Resident Evil 4 was revolutionary when it was released in 2005. It is still considered by many to be the pinnacle of the franchise and remains legendary for its transformative impact on the action-survival-horror genres. Resident Evil 4 is arguably as important in shaping the shape of modern games as DOOM, Grand Theft Auto 3, and Super Mario 64 before it. Perhaps that’s why corners of social media are now debating whether Resident Evil 4 Remake is of any value. Here’s my take: Resident Evil 4 is undoubtedly a masterpiece, but it still deserves a generous reimagining for PC, PS5, and Xbox Series X.
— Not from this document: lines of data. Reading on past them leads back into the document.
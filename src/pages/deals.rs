//! Deals Page
//!
//! Kanban board with one column per stage. Cards advance one stage at a time
//! through [`move_stage`]; the card only moves once the server has accepted
//! the new stage.

use crm_core::models::{format_money, Deal, DealDraft, DealStage};
use crm_core::mutation::{commit, move_stage};
use crm_core::{ApiError, Draft, Remote};
use leptos::prelude::*;
use leptos::task::spawn_local;

use crate::browser::BrowserAlert;
use crate::components::{DeleteConfirmButton, Modal, RemoteView};
use crate::context::use_auth;
use crate::remote::load;
use crate::store::{
    store_contact_name, store_contacts, store_deals_in, store_first_contact_id, store_load,
    store_merge_stage, store_remove_deal, store_save_deal, BoardState, BoardStore,
};

#[component]
pub fn DealsPage() -> impl IntoView {
    let auth = use_auth();
    let store = BoardStore::new(BoardState::default());
    let status = RwSignal::new(Remote::<()>::Loading);
    let draft = RwSignal::new(Draft::<DealDraft>::default());

    let api = auth.api();
    load("Deals", status, async move {
        let (deals, contacts) = futures::try_join!(api.list_deals(), api.list_contacts())?;
        // Store and status share an owner; both are gone once the page is left
        if !status.is_disposed() {
            store_load(&store, deals, contacts);
        }
        Ok::<_, ApiError>(())
    });

    let open_create = move |_| {
        let value = DealDraft {
            contact_id: store_first_contact_id(&store),
            ..DealDraft::default()
        };
        draft.set(Draft::create(value));
    };

    let on_save = move |ev: web_sys::SubmitEvent| {
        ev.prevent_default();
        let current = draft.get_untracked();
        let error = if current.value.title.trim().is_empty() {
            Some("Title is required.")
        } else if current.value.contact_id.is_empty() {
            Some("Select a contact first.")
        } else {
            None
        };
        if let Some(error) = error {
            draft.update(|d| d.error = Some(error.to_string()));
            return;
        }

        let Some(mut body) = current.submission().cloned() else {
            return;
        };
        body.title = body.title.trim().to_string();
        let api = auth.api();
        spawn_local(async move {
            let saved = match current.editing() {
                Some(id) => {
                    commit(api.update_deal(id, &body), &BrowserAlert, "Failed to update deal", |deal| {
                        store_save_deal(&store, &current, deal)
                    })
                    .await
                }
                None => {
                    commit(api.create_deal(&body), &BrowserAlert, "Failed to create deal", |deal| {
                        store_save_deal(&store, &current, deal)
                    })
                    .await
                }
            };
            if saved.is_ok() {
                draft.update(|d| d.cancel());
            }
        });
    };

    let on_delete = move |id: String| {
        let api = auth.api();
        spawn_local(async move {
            let _ = commit(api.delete_deal(&id), &BrowserAlert, "Failed to delete deal", |_| {
                store_remove_deal(&store, &id)
            })
            .await;
        });
    };

    let on_advance = move |deal: Deal| {
        let Some(next) = deal.stage.next() else {
            return;
        };
        let api = auth.api();
        spawn_local(async move {
            let moved = move_stage(&api, &BrowserAlert, &deal, next, |id, stage| {
                store_merge_stage(&store, id, stage)
            })
            .await;
            if let Err(e) = moved {
                tracing::warn!("[Deals] Stage move for {} not applied: {}", deal.id, e);
            }
        });
    };

    let on_edit = move |deal: Deal| draft.set(Draft::edit(deal.id.clone(), DealDraft::from(&deal)));

    view! {
        <div class="page">
            <div class="page-header">
                <h1 class="page-title">"Deals"</h1>
                <button class="btn-primary" on:click=open_create>"New Deal"</button>
            </div>

            <RemoteView state=status render=move |_: ()| view! {
                <div class="kanban">
                    {DealStage::ALL
                        .into_iter()
                        .map(|stage| view! {
                            <StageColumn
                                stage=stage
                                store=store
                                on_edit=on_edit
                                on_delete=on_delete
                                on_advance=on_advance
                            />
                        })
                        .collect_view()}
                </div>
            } />

            <Show when=move || draft.with(|d| d.is_open())>
                <DealModal draft=draft store=store on_save=on_save />
            </Show>
        </div>
    }
}

#[component]
fn StageColumn(
    stage: DealStage,
    store: BoardStore,
    #[prop(into)] on_edit: Callback<Deal>,
    #[prop(into)] on_delete: Callback<String>,
    #[prop(into)] on_advance: Callback<Deal>,
) -> impl IntoView {
    let deals = move || store_deals_in(&store, stage);
    let total = move || format_money(deals().iter().map(|d| d.value).sum());

    view! {
        <div class=format!("kanban-column stage-{}", stage.as_str().to_lowercase())>
            <div class="kanban-header">
                <span class="kanban-title">{stage.as_str()}</span>
                <span class="kanban-count">{move || deals().len()}</span>
                <span class="kanban-total">{total}</span>
            </div>
            <For
                each=deals
                key=|deal| (deal.id.clone(), deal.title.clone(), deal.value.to_bits(), deal.contact_id.clone())
                children=move |deal: Deal| {
                    let contact = store_contact_name(&store, &deal.contact_id).unwrap_or_default();
                    let delete_id = deal.id.clone();
                    let edit_deal = deal.clone();
                    let advance_deal = deal.clone();
                    view! {
                        <div class="kanban-card">
                            <div class="kanban-card-title">{deal.title.clone()}</div>
                            <div class="kanban-card-value">{format_money(deal.value)}</div>
                            <div class="kanban-card-contact">{contact}</div>
                            <div class="kanban-card-actions">
                                <button class="btn-link" on:click=move |_| on_edit.run(edit_deal.clone())>"Edit"</button>
                                <DeleteConfirmButton on_confirm=move |_| on_delete.run(delete_id.clone()) />
                                <Show when=move || !stage.is_terminal()>
                                    <button
                                        class="btn-link next-stage"
                                        on:click={
                                            let deal = advance_deal.clone();
                                            move |_| on_advance.run(deal.clone())
                                        }
                                    >
                                        "Next →"
                                    </button>
                                </Show>
                            </div>
                        </div>
                    }
                }
            />
        </div>
    }
}

#[component]
fn DealModal<F>(draft: RwSignal<Draft<DealDraft>>, store: BoardStore, on_save: F) -> impl IntoView
where
    F: Fn(web_sys::SubmitEvent) + Send + Sync + 'static,
{
    let title = move || {
        let title = if draft.with(|d| d.editing().is_some()) { "Edit Deal" } else { "New Deal" };
        title.to_string()
    };

    view! {
        <Modal title=Signal::derive(title) on_close=move |_| draft.update(|d| d.cancel())>
            <form class="modal-form" on:submit=on_save>
                <label class="field">
                    <span>"Title"</span>
                    <input
                        type="text"
                        prop:value=move || draft.with(|d| d.value.title.clone())
                        on:input=move |ev| {
                            let value = event_target_value(&ev);
                            draft.update(|d| d.value.title = value);
                        }
                    />
                </label>
                <label class="field">
                    <span>"Value"</span>
                    <input
                        type="number"
                        min="0"
                        step="any"
                        prop:value=move || draft.with(|d| d.value.value.to_string())
                        on:input=move |ev| {
                            let value = event_target_value(&ev).parse::<f64>().unwrap_or(0.0);
                            draft.update(|d| d.value.value = value);
                        }
                    />
                </label>
                <label class="field">
                    <span>"Stage"</span>
                    <select on:change=move |ev| {
                        if let Ok(stage) = event_target_value(&ev).parse::<DealStage>() {
                            draft.update(|d| d.value.stage = stage);
                        }
                    }>
                        {DealStage::ALL
                            .into_iter()
                            .map(|stage| view! {
                                <option
                                    value=stage.as_str()
                                    selected=move || draft.with(|d| d.value.stage == stage)
                                >
                                    {stage.as_str()}
                                </option>
                            })
                            .collect_view()}
                    </select>
                </label>
                <label class="field">
                    <span>"Contact"</span>
                    <select on:change=move |ev| {
                        let value = event_target_value(&ev);
                        draft.update(|d| d.value.contact_id = value);
                    }>
                        {move || {
                            store_contacts(&store)
                                .into_iter()
                                .map(|contact| {
                                    let id = contact.id.clone();
                                    view! {
                                        <option
                                            value=contact.id.clone()
                                            selected=move || draft.with(|d| d.value.contact_id == id)
                                        >
                                            {contact.name.clone()}
                                        </option>
                                    }
                                })
                                .collect_view()
                        }}
                    </select>
                </label>
                {move || draft.with(|d| d.error.clone()).map(|msg| view! { <div class="form-error">{msg}</div> })}
                <div class="modal-actions">
                    <button type="button" class="btn-secondary" on:click=move |_| draft.update(|d| d.cancel())>
                        "Cancel"
                    </button>
                    <button type="submit" class="btn-primary">"Save"</button>
                </div>
            </form>
        </Modal>
    }
}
It’s easy to overlook how far the video game industry has come in 17 years. If you were to view it purely through a prism of nostalgia, it’s even easier to believe that the action, horror, and shooter genres haven’t made significant strides beyond the achievements of Resident Evil 4.
After all, you could argue that Resident Evil 4’s claustrophobic action is the best take on survival horror since we first stalked the halls of The Spencer Mansion. That the setting design of Resident Evil 4 established a framework that most third-person shooters continue to follow, the camera grips Leon S. Kennedy’s shoulder firmly in an effort to obscure his field of vision and provide him with precision. when you need it most. . That relentless drive from Resident Evil 4 to never allow yourself to settle into anything resembling a consistent rhythm or routine is the best reflection of an era where developers could be less frugal with their resources and more ambitious with their builds.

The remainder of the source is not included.